(Beginning of Exercise data)

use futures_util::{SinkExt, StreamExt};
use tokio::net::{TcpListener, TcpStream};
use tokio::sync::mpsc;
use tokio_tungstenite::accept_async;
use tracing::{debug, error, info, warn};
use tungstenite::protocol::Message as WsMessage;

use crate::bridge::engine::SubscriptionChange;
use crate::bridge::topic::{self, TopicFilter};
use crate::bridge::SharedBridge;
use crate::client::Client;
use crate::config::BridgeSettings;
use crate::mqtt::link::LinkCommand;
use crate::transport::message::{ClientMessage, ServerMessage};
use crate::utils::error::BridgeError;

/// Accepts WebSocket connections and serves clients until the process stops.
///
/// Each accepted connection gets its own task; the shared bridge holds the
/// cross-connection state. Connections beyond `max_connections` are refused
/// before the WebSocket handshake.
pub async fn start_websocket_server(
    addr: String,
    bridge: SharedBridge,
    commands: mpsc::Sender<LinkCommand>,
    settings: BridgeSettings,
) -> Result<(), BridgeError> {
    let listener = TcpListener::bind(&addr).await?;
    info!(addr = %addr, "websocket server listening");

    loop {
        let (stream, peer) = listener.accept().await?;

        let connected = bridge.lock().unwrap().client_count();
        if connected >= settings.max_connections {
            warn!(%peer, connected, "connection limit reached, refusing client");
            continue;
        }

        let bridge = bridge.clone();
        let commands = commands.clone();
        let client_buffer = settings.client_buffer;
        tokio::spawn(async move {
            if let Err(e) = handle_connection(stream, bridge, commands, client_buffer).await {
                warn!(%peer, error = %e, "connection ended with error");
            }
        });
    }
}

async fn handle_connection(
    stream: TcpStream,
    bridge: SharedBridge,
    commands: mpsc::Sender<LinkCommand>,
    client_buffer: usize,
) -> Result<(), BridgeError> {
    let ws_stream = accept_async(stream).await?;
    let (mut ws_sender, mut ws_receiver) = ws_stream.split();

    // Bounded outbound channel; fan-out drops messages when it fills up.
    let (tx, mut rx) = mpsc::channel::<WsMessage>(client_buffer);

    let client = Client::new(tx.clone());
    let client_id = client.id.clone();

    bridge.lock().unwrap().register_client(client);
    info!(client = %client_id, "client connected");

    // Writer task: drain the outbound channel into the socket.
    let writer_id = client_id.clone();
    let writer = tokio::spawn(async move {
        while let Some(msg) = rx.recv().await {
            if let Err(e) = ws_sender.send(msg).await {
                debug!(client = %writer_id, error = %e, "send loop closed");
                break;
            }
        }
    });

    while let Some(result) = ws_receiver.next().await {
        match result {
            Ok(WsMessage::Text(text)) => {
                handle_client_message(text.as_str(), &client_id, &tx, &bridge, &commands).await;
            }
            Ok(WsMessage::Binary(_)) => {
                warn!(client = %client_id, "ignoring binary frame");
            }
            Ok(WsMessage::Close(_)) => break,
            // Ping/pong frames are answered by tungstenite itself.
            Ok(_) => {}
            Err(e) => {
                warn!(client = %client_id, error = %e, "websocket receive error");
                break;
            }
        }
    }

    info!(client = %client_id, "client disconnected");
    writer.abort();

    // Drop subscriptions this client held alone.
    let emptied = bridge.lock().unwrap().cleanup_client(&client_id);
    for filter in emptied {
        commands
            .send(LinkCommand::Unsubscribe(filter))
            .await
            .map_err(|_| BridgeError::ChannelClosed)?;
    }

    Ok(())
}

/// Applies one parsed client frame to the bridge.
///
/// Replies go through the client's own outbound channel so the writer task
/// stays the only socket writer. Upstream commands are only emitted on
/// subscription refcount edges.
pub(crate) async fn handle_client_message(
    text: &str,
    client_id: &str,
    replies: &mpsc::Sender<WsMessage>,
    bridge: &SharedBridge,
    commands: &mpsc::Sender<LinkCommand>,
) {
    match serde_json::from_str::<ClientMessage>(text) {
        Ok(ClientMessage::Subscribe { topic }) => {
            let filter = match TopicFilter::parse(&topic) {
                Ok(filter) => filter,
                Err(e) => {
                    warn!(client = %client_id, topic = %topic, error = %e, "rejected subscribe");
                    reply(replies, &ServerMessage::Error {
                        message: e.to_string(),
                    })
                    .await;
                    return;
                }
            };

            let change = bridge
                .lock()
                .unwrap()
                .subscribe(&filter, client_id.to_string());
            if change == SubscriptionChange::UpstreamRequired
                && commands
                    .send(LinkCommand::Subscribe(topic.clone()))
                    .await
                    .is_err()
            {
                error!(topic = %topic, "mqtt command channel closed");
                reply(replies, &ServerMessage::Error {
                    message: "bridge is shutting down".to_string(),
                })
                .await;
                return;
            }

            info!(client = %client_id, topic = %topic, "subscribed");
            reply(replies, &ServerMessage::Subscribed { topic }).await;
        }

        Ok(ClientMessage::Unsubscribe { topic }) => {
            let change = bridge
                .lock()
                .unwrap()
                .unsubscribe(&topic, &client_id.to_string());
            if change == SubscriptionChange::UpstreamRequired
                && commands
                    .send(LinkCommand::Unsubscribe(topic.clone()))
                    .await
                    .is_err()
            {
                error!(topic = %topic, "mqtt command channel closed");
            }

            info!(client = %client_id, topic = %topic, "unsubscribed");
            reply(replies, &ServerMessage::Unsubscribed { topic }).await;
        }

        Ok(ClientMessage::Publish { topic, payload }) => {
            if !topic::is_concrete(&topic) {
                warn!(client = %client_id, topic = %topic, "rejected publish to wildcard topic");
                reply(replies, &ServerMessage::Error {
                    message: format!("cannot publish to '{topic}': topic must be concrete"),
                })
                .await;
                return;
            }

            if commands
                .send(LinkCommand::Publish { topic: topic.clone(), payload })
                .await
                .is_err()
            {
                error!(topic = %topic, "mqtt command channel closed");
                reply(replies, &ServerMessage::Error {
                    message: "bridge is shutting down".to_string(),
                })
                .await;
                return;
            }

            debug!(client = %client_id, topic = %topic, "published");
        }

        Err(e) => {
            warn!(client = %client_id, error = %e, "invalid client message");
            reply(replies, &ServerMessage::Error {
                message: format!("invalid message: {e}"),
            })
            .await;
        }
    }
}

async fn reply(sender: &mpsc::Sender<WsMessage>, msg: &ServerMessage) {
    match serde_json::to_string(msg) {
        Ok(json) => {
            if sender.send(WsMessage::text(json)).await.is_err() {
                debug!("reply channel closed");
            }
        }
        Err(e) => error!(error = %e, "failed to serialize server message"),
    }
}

(End of Exercise data)

Requirement :: Could you restate the listing above word for word?

Result below ::
use futures_util::{SinkExt, StreamExt};
use tokio::net::{TcpListener, TcpStream};
use tokio::sync::mpsc;
use tokio_tungstenite::accept_async;
use tracing::{debug, error, info, warn};
use tungstenite::protocol::Message as WsMessage;

use crate::bridge::engine::SubscriptionChange;
use crate::bridge::topic::{self, TopicFilter};
use crate::bridge::SharedBridge;
use crate::client::Client;
use crate::config::BridgeSettings;
use crate::mqtt::link::LinkCommand;
use crate::transport::message::{ClientMessage, ServerMessage};
use crate::utils::error::BridgeError;

/// Accepts WebSocket connections and serves clients until the process stops.
///
/// Each accepted connection gets its own task; the shared bridge holds the
/// cross-connection state. Connections beyond `max_connections` are refused
/// before the WebSocket handshake.
pub async fn start_websocket_server(
    addr: String,
    bridge: SharedBridge,
    commands: mpsc::Sender<LinkCommand>,
    settings: BridgeSettings,
) -> Result<(), BridgeError> {
    let listener = TcpListener::bind(&addr).await?;
    info!(addr = %addr, "websocket server listening");

    loop {
        let (stream, peer) = listener.accept().await?;

        let connected = bridge.lock().unwrap().client_count();
        if connected >= settings.max_connections {
            warn!(%peer, connected, "connection limit reached, refusing client");
            continue;
        }

        let bridge = bridge.clone();
        let commands = commands.clone();
        let client_buffer = settings.client_buffer;
        tokio::spawn(async move {
            if let Err(e) = handle_connection(stream, bridge, commands, client_buffer).await {
                warn!(%peer, error = %e, "connection ended with error");
            }
        });
    }
}

async fn handle_connection(
    stream: TcpStream,
    bridge: SharedBridge,
    commands: mpsc::Sender<LinkCommand>,
    client_buffer: usize,
) -> Result<(), BridgeError> {
    let ws_stream = accept_async(stream).await?;
    let (mut ws_sender, mut ws_receiver) = ws_stream.split();

    // Bounded outbound channel; fan-out drops messages when it fills up.
    let (tx, mut rx) = mpsc::channel::<WsMessage>(client_buffer);

    let client = Client::new(tx.clone());
    let client_id = client.id.clone();

    bridge.lock().unwrap().register_client(client);
    info!(client = %client_id, "client connected");

    // Writer task: drain the outbound channel into the socket.
    let writer_id = client_id.clone();
    let writer = tokio::spawn(async move {
        while let Some(msg) = rx.recv().await {
            if let Err(e) = ws_sender.send(msg).await {
                debug!(client = %writer_id, error = %e, "send loop closed");
                break;
            }
        }
    });

    while let Some(result) = ws_receiver.next().await {
        match result {
            Ok(WsMessage::Text(text)) => {
                handle_client_message(text.as_str(), &client_id, &tx, &bridge, &commands).await;
            }
            Ok(WsMessage::Binary(_)) => {
                warn!(client = %client_id, "ignoring binary frame");
            }
            Ok(WsMessage::Close(_)) => break,
            // Ping/pong frames are answered by tungstenite itself.
            Ok(_) => {}
            Err(e) => {
                warn!(client = %client_id, error = %e, "websocket receive error");
                break;
            }
        }
    }

    info!(client = %client_id, "client disconnected");
    writer.abort();

    // Drop subscriptions this client held alone.
    let emptied = bridge.lock().unwrap().cleanup_client(&client_id);
    for filter in emptied {
        commands
            .send(LinkCommand::Unsubscribe(filter))
            .await
            .map_err(|_| BridgeError::ChannelClosed)?;
    }

    Ok(())
}

/// Applies one parsed client frame to the bridge.
///
/// Replies go through the client's own outbound channel so the writer task
/// stays the only socket writer. Upstream commands are only emitted on
/// subscription refcount edges.
pub(crate) async fn handle_client_message(
    text: &str,
    client_id: &str,
    replies: &mpsc::Sender<WsMessage>,
    bridge: &SharedBridge,
    commands: &mpsc::Sender<LinkCommand>,
) {
    match serde_json::from_str::<ClientMessage>(text) {
        Ok(ClientMessage::Subscribe { topic }) => {
            let filter = match TopicFilter::parse(&topic) {
                Ok(filter) => filter,
                Err(e) => {
                    warn!(client = %client_id, topic = %topic, error = %e, "rejected subscribe");
                    reply(replies, &ServerMessage::Error {
                        message: e.to_string(),
                    })
                    .await;
                    return;
                }
            };

            let change = bridge
                .lock()
                .unwrap()
                .subscribe(&filter, client_id.to_string());
            if change == SubscriptionChange::UpstreamRequired
                && commands
                    .send(LinkCommand::Subscribe(topic.clone()))
                    .await
                    .is_err()
            {
                error!(topic = %topic, "mqtt command channel closed");
                reply(replies, &ServerMessage::Error {
                    message: "bridge is shutting down".to_string(),
                })
                .await;
                return;
            }

            info!(client = %client_id, topic = %topic, "subscribed");
            reply(replies, &ServerMessage::Subscribed { topic }).await;
        }

        Ok(ClientMessage::Unsubscribe { topic }) => {
            let change = bridge
                .lock()
                .unwrap()
                .unsubscribe(&topic, &client_id.to_string());
            if change == SubscriptionChange::UpstreamRequired
                && commands
                    .send(LinkCommand::Unsubscribe(topic.clone()))
                    .await
                    .is_err()
            {
                error!(topic = %topic, "mqtt command channel closed");
            }

            info!(client = %client_id, topic = %topic, "unsubscribed");
            reply(replies, &ServerMessage::Unsubscribed { topic }).await;
        }

        Ok(ClientMessage::Publish { topic, payload }) => {
            if !topic::is_concrete(&topic) {
                warn!(client = %client_id, topic = %topic, "rejected publish to wildcard topic");
                reply(replies, &ServerMessage::Error {
                    message: format!("cannot publish to '{topic}': topic must be concrete"),
                })
                .await;
                return;
            }

            if commands
                .send(LinkCommand::Publish { topic: topic.clone(), payload })
                .await
                .is_err()
            {
                error!(topic = %topic, "mqtt command channel closed");
                reply(replies, &ServerMessage::Error {
                    message: "bridge is shutting down".to_string(),
                })
                .await;
                return;
            }

            debug!(client = %client_id, topic = %topic, "published");
        }

        Err(e) => {
            warn!(client = %client_id, error = %e, "invalid client message");
            reply(replies, &ServerMessage::Error {
                message: format!("invalid message: {e}"),
            })
            .await;
        }
    }
}

async fn reply(sender: &mpsc::Sender<WsMessage>, msg: &ServerMessage) {
    match serde_json::to_string(msg) {
        Ok(json) => {
            if sender.send(WsMessage::text(json)).await.is_err() {
                debug!("reply channel closed");
            }
        }
        Err(e) => error!(error = %e, "failed to serialize server message"),
    }
}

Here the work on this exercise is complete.